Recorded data

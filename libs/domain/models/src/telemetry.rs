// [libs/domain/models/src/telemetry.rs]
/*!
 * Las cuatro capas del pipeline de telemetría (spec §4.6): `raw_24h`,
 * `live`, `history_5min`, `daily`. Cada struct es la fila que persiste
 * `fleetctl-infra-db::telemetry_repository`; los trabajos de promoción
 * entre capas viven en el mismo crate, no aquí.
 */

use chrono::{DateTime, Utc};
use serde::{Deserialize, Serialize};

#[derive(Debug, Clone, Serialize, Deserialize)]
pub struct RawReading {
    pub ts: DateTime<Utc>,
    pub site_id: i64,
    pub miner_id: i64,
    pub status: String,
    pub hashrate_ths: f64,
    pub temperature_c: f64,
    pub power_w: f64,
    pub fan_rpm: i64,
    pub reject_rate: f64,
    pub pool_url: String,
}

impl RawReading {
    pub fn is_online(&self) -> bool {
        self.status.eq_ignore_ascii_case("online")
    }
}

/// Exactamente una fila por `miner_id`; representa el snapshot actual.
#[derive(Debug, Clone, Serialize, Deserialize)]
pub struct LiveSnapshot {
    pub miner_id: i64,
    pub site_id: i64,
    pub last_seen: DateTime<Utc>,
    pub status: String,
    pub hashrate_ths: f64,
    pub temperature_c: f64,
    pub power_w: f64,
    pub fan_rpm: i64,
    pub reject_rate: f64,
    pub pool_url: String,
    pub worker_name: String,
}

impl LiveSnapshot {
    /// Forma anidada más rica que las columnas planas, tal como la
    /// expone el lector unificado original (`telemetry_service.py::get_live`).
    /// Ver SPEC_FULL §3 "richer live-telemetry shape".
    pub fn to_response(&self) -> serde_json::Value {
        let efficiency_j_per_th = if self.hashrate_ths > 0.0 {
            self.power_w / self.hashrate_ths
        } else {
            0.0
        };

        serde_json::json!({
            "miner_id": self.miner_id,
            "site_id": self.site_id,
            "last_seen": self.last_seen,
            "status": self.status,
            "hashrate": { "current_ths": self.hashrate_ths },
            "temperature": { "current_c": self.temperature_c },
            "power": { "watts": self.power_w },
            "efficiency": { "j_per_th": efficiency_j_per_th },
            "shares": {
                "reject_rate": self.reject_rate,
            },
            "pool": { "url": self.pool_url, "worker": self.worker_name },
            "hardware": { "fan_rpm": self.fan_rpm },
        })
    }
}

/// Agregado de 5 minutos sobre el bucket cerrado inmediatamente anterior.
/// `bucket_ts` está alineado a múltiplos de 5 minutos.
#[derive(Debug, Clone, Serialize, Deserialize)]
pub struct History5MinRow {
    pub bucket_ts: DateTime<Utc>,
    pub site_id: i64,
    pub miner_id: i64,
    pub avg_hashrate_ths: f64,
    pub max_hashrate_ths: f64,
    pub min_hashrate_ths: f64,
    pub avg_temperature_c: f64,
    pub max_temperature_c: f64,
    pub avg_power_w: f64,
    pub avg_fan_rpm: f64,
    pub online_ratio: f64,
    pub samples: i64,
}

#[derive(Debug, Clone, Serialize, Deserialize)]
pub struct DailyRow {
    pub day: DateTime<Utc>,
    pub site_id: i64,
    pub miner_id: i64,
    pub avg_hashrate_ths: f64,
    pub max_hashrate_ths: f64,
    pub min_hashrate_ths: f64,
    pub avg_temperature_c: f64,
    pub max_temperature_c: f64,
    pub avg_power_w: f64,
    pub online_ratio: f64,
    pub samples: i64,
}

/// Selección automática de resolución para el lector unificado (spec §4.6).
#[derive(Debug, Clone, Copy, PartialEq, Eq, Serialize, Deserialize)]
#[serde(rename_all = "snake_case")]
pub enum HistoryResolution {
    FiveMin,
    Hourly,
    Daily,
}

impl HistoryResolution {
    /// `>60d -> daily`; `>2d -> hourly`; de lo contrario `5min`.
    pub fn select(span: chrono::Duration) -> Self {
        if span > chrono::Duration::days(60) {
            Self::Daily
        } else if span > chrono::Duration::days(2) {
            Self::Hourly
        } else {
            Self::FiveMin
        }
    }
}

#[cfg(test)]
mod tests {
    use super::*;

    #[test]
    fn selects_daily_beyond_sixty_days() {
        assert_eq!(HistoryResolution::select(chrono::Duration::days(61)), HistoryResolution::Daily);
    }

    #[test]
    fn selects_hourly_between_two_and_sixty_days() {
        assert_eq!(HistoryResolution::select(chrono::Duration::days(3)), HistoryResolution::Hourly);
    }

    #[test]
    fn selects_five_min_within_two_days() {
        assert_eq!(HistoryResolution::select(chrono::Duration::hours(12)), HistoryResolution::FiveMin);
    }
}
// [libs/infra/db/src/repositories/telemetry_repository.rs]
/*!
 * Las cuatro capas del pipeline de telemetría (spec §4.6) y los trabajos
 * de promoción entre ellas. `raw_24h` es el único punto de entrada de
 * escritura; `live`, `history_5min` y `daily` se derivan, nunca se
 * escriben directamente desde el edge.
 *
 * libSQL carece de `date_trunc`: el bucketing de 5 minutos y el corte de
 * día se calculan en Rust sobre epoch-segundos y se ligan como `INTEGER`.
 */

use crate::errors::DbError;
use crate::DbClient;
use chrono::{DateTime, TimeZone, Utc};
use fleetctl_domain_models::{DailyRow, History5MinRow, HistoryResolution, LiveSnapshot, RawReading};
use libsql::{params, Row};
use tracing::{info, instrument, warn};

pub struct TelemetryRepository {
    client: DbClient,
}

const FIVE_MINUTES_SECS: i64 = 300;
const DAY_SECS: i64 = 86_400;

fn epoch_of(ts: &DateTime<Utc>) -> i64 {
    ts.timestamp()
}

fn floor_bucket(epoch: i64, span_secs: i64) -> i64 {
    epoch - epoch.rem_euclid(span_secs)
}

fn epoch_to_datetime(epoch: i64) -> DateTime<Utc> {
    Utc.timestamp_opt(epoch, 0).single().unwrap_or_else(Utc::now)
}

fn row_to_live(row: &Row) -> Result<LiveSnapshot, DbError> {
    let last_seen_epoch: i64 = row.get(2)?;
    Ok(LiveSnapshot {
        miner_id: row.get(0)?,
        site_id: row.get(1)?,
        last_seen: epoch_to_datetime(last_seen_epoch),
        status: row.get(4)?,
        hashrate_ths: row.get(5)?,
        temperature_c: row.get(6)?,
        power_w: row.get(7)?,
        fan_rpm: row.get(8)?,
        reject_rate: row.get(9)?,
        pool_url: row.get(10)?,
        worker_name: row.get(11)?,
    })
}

TRY IT: Among the lines in the data above, find those containing "const" and give only how many there are.

EXERCISE OUTPUT: 2